*** Block opens ***

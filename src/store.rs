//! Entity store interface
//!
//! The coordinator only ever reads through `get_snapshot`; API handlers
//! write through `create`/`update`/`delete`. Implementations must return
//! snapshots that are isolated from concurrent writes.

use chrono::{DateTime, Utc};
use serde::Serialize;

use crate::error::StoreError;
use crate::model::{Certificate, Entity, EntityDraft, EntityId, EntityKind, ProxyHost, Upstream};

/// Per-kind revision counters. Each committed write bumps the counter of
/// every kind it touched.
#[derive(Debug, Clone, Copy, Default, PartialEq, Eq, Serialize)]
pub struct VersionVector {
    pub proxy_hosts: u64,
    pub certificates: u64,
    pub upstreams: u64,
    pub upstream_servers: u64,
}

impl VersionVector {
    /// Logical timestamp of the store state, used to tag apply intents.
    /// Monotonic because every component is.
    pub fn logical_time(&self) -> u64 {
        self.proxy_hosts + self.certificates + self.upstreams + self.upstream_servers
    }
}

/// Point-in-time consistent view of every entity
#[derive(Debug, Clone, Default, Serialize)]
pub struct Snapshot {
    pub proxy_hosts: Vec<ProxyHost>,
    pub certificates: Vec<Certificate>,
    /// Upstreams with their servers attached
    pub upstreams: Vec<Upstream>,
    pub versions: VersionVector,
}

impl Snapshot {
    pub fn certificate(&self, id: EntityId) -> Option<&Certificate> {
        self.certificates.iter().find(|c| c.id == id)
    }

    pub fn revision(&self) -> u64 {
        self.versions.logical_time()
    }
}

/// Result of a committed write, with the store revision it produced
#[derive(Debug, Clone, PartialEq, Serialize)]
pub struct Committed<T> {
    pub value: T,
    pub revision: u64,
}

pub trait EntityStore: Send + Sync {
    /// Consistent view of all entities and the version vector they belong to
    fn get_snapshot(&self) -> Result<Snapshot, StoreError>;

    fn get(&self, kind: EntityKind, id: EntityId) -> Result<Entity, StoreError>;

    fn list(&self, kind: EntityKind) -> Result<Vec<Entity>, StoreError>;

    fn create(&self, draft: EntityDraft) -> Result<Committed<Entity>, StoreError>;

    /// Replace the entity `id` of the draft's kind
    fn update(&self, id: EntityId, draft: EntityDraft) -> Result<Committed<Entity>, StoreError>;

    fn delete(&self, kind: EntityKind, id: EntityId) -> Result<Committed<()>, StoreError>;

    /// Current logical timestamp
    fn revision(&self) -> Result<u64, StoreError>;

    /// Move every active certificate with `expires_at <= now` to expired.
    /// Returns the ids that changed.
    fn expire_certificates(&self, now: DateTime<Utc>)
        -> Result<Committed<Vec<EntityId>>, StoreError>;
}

*** Block closes ***

*YOUR ASSIGNMENT:* Look through the records and gather every line containing "crate".

*RESPONSE AREA:*
use crate::error::StoreError;
use crate::model::{Certificate, Entity, EntityDraft, EntityId, EntityKind, ProxyHost, Upstream};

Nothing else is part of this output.